[[ RECORDS FOR THIS TASK, beginning ]]
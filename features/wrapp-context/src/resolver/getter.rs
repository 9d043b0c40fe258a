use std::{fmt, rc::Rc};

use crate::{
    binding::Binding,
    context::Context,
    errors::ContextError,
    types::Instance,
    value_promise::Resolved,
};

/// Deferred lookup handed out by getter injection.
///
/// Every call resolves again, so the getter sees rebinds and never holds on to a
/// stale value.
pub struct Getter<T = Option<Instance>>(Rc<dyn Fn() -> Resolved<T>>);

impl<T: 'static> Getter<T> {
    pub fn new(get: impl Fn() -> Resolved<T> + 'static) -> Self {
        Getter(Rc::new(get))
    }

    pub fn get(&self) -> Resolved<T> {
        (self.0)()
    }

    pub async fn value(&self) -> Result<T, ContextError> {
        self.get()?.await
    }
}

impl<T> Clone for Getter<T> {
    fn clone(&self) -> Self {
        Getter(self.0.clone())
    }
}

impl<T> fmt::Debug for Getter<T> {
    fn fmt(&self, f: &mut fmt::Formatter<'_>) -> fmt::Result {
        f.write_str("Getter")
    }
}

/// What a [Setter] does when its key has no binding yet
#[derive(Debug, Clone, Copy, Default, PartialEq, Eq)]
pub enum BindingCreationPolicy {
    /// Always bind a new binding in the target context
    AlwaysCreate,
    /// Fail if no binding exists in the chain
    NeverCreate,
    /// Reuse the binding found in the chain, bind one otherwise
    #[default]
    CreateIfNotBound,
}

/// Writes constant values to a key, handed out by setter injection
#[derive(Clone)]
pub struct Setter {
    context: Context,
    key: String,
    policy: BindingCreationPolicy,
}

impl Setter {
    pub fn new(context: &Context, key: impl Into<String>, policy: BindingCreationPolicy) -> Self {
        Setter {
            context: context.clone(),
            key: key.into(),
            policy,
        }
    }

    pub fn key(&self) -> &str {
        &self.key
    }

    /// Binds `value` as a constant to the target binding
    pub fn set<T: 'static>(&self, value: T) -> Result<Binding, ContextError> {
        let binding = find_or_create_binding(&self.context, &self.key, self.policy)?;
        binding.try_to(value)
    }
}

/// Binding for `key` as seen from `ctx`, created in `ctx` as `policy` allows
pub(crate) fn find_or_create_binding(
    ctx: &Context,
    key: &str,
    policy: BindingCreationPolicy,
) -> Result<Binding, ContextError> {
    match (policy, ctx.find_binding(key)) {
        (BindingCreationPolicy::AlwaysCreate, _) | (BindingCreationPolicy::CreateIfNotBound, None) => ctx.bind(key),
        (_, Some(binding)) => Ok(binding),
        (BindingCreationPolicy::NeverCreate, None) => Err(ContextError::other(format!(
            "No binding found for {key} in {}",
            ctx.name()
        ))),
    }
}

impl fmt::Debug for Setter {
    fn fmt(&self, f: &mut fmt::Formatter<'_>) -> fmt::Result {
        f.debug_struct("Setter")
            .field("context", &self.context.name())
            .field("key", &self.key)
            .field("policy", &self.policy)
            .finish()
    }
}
[[ RECORDS FOR THIS TASK, end ]]
[[ RECORDS FOR THIS TASK, beginning ]]
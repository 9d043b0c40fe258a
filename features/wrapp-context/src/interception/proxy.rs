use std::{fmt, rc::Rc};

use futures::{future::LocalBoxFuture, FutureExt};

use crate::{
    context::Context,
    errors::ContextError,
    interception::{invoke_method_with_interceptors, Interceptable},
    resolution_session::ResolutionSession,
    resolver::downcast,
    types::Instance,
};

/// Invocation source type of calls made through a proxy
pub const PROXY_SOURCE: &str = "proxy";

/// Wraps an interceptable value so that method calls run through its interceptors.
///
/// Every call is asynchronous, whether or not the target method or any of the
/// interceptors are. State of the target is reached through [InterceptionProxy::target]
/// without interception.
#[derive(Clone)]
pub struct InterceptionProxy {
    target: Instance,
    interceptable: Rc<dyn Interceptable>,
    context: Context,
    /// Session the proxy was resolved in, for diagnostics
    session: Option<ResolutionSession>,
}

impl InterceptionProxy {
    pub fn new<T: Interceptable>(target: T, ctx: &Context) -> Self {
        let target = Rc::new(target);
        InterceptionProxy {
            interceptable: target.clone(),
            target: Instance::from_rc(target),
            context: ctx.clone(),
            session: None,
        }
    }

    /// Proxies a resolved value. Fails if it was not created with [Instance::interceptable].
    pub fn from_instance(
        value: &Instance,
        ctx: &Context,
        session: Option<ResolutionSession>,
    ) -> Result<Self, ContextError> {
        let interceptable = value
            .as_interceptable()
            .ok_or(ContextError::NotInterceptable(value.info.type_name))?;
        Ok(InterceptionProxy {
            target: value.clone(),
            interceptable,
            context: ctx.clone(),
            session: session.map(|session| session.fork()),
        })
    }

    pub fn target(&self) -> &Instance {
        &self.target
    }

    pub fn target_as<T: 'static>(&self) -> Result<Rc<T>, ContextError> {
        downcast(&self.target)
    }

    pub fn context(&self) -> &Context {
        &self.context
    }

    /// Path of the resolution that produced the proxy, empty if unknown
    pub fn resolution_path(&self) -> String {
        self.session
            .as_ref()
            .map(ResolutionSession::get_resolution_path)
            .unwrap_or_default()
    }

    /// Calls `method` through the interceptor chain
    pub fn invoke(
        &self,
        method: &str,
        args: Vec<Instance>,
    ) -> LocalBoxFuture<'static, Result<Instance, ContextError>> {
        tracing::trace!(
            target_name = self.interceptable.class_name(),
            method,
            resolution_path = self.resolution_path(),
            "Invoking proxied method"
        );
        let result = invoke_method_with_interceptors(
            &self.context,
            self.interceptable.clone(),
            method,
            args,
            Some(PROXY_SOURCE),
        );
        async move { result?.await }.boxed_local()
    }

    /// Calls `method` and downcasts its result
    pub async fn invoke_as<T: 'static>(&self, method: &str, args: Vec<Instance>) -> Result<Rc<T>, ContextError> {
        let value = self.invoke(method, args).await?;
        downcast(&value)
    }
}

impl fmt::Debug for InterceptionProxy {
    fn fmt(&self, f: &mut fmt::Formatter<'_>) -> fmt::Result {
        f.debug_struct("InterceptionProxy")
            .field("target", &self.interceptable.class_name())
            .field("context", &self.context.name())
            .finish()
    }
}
[[ RECORDS FOR THIS TASK, end ]]
[[ RECORDS FOR THIS TASK, beginning ]]
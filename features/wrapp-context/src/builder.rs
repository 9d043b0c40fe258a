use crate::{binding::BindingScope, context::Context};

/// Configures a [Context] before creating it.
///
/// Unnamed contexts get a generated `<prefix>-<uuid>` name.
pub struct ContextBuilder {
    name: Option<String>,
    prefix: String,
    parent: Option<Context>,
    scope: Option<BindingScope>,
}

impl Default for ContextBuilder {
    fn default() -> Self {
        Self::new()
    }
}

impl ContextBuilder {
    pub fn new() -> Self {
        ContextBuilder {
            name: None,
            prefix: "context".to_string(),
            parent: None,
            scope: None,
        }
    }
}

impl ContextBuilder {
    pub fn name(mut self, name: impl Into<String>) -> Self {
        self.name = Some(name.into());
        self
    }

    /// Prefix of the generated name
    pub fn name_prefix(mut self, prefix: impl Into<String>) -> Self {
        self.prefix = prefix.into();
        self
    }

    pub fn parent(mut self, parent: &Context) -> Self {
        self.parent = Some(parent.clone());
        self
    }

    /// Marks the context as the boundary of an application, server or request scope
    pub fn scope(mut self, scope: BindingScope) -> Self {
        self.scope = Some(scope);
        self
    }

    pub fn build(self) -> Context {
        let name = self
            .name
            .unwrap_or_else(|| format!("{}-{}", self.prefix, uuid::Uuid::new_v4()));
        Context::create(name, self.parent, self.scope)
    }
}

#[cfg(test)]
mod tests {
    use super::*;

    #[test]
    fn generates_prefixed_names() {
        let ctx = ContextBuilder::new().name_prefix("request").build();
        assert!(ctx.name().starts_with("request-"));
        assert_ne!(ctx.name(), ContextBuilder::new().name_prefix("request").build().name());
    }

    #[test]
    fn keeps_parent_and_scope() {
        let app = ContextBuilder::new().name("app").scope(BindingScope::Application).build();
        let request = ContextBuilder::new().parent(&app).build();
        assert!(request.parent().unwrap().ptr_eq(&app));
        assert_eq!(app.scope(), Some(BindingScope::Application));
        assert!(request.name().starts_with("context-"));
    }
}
[[ RECORDS FOR THIS TASK, end ]]
TASK DETAILS - Where a line of the records holds the word "AlwaysCreate", copy that line.

FINISHED EXERCISE -
    AlwaysCreate,
        (BindingCreationPolicy::AlwaysCreate, _) | (BindingCreationPolicy::CreateIfNotBound, None) => ctx.bind(key),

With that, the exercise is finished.